Write out, without any change, the lines in the material below that run from the line with "assert!(guard.is_current(second));" through the line with "let address = FileAddress", both included.

'''

// This Source Code Form is subject to the terms of the Mozilla Public
// License, v. 2.0. If a copy of the MPL was not distributed with this
// file, You can obtain one at https://mozilla.org/MPL/2.0/.

//! Candidate-address failover and stale-response detection
//!
//! Deployments expose the generation backend on an ordered list of base
//! addresses. Each fetch tries candidates in order and the first success
//! wins; once a base answers it stays active until it fails again. A fetch
//! issued for a superseded request is detected by its generation token and
//! discarded by the caller, regardless of arrival order.

use crate::error::{Error, Result};
use crate::types::{Artifact, FileAddress, FileLocator, RunEvent};
use std::sync::atomic::{AtomicU64, AtomicUsize, Ordering};

/// Fallback candidate list when no addresses are configured.
const DEFAULT_BASES: &str = "http://localhost:8000,http://127.0.0.1:8000";
/// Sentinel for "no base has answered yet".
const NO_ACTIVE_BASE: usize = usize::MAX;

/// Identity of one logical fetch; a newer token supersedes older ones.
#[derive(Debug, Clone, Copy, PartialEq, Eq)]
pub struct RequestToken(u64);

/// Monotonic request-generation counter
///
/// `begin` stamps a new request; `is_current` tells whether a completed
/// fetch still speaks for the viewer. Keyed by identity, not arrival order:
/// a slow response for an old token stays stale even if it lands last.
#[derive(Debug, Default)]
pub struct RequestGuard {
    generation: AtomicU64,
}

impl RequestGuard {
    pub fn begin(&self) -> RequestToken {
        RequestToken(self.generation.fetch_add(1, Ordering::Relaxed) + 1)
    }

    pub fn is_current(&self, token: RequestToken) -> bool {
        self.generation.load(Ordering::Relaxed) == token.0
    }
}

/// HTTP access to the generation backend over ordered candidate bases
#[derive(Debug)]
pub struct BackendPool {
    bases: Vec<String>,
    http: reqwest::Client,
    active_base: AtomicUsize,
}

impl BackendPool {
    pub fn new(bases: Vec<String>) -> Self {
        Self {
            bases,
            http: reqwest::Client::new(),
            active_base: AtomicUsize::new(NO_ACTIVE_BASE),
        }
    }

    /// Candidate list from `PLAN_BACKEND_URLS` (comma-separated), with the
    /// local development addresses as the default.
    pub fn from_env() -> Self {
        let raw = std::env::var("PLAN_BACKEND_URLS").unwrap_or_else(|_| DEFAULT_BASES.into());
        Self::new(parse_base_list(&raw))
    }

    pub fn bases(&self) -> &[String] {
        &self.bases
    }

    /// Fetch a text document (the plan SVG) at an opaque path.
    pub async fn fetch_text(&self, path: &str) -> Result<String> {
        let response = self.request(path).await?;
        let url = response.url().to_string();
        response
            .text()
            .await
            .map_err(|source| Error::Payload { url, source })
    }

    /// Fetch raw bytes (the glTF model) at an opaque path.
    pub async fn fetch_bytes(&self, path: &str) -> Result<Vec<u8>> {
        let response = self.request(path).await?;
        let url = response.url().to_string();
        response
            .bytes()
            .await
            .map(|bytes| bytes.to_vec())
            .map_err(|source| Error::Payload { url, source })
    }

    /// Fetch a plan or model file through the caller's locator.
    pub async fn fetch_file(
        &self,
        locator: &impl FileLocator,
        address: &FileAddress,
    ) -> Result<Vec<u8>> {
        self.fetch_bytes(&locator.resolve(address)).await
    }

    /// List the artifacts one run produced.
    pub async fn fetch_run_artifacts(&self, run_id: &str) -> Result<Vec<Artifact>> {
        self.fetch_json(&format!("runs/{}/artifacts", run_id)).await
    }

    /// Run progress events, newest last; doubles as the run-status surface.
    pub async fn fetch_run_events(&self, run_id: &str) -> Result<Vec<RunEvent>> {
        self.fetch_json(&format!("runs/{}/events", run_id)).await
    }

    async fn fetch_json<T: serde::de::DeserializeOwned>(&self, path: &str) -> Result<T> {
        let response = self.request(path).await?;
        let url = response.url().to_string();
        response
            .json::<T>()
            .await
            .map_err(|source| Error::Payload { url, source })
    }

    /// Issue one GET, preferring the base that last answered.
    ///
    /// With an active base, a failure is a one-shot [`Error::Retrieval`] and
    /// the base is demoted; the next call rescans every candidate. With no
    /// active base, all candidates are tried in order and exhausting them is
    /// [`Error::BackendUnavailable`].
    async fn request(&self, path: &str) -> Result<reqwest::Response> {
        let active = self.active_base.load(Ordering::Relaxed);
        if let Some(base) = self.bases.get(active) {
            let url = join_url(base, path);
            match self.try_get(&url).await {
                Ok(response) => return Ok(response),
                Err(source) => {
                    tracing::warn!(url = %url, error = %source, "Active backend failed");
                    self.active_base.store(NO_ACTIVE_BASE, Ordering::Relaxed);
                    return Err(Error::Retrieval { url, source });
                }
            }
        }

        for (index, base) in self.bases.iter().enumerate() {
            let url = join_url(base, path);
            match self.try_get(&url).await {
                Ok(response) => {
                    self.active_base.store(index, Ordering::Relaxed);
                    return Ok(response);
                }
                Err(error) => {
                    tracing::debug!(url = %url, error = %error, "Candidate backend failed");
                }
            }
        }

        tracing::warn!(attempts = self.bases.len(), "No backend candidate responded");
        Err(Error::BackendUnavailable {
            attempts: self.bases.len(),
        })
    }

    async fn try_get(&self, url: &str) -> std::result::Result<reqwest::Response, reqwest::Error> {
        let response = self.http.get(url).send().await?;
        response.error_for_status()
    }
}

fn parse_base_list(raw: &str) -> Vec<String> {
    raw.split(',')
        .map(|s| s.trim().trim_end_matches('/').to_string())
        .filter(|s| !s.is_empty())
        .collect()
}

fn join_url(base: &str, path: &str) -> String {
    format!(
        "{}/{}",
        base.trim_end_matches('/'),
        path.trim_start_matches('/')
    )
}

#[cfg(test)]
mod tests {
    use super::*;

    #[test]
    fn base_list_parsing_trims_and_drops_empties() {
        let bases = parse_base_list(" http://a:8000/ ,, http://b:9000");
        assert_eq!(bases, ["http://a:8000", "http://b:9000"]);
    }

    #[test]
    fn join_url_normalizes_slashes() {
        assert_eq!(join_url("http://a:8000/", "/runs/1/artifacts"), "http://a:8000/runs/1/artifacts");
        assert_eq!(join_url("http://a:8000", "files/p/r/f.svg"), "http://a:8000/files/p/r/f.svg");
    }

    #[test]
    fn newer_request_supersedes_older_regardless_of_arrival() {
        let guard = RequestGuard::default();
        let first = guard.begin();
        let second = guard.begin();
        // The slow first response lands after the second was issued.
        assert!(!guard.is_current(first));
        assert!(guard.is_current(second));
    }

    #[test]
    fn locator_closure_resolves_addresses() {
        let locator = |address: &FileAddress| {
            format!(
                "files/{}/{}/{}",
                address.project_id, address.run_id, address.file_name
            )
        };
        let address = FileAddress {
            project_id: "p1".into(),
            run_id: "r9".into(),
            file_name: "tower_plan.svg".into(),
        };
        assert_eq!(locator.resolve(&address), "files/p1/r9/tower_plan.svg");
    }

    #[tokio::test]
    async fn exhausting_unreachable_candidates_is_backend_unavailable() {
        // Nothing listens on the loopback discard ports, so both candidates
        // fail fast without touching the network.
        let pool = BackendPool::new(vec![
            "http://127.0.0.1:9".into(),
            "http://127.0.0.1:10".into(),
        ]);
        match pool.fetch_text("files/p/r/plan.svg").await {
            Err(Error::BackendUnavailable { attempts }) => assert_eq!(attempts, 2),
            other => panic!("expected BackendUnavailable, got {:?}", other.map(|_| ())),
        }
    }
}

'''

§ **Task output**
        assert!(guard.is_current(second));
    }

    #[test]
    fn locator_closure_resolves_addresses() {
        let locator = |address: &FileAddress| {
            format!(
                "files/{}/{}/{}",
                address.project_id, address.run_id, address.file_name
            )
        };
        let address = FileAddress {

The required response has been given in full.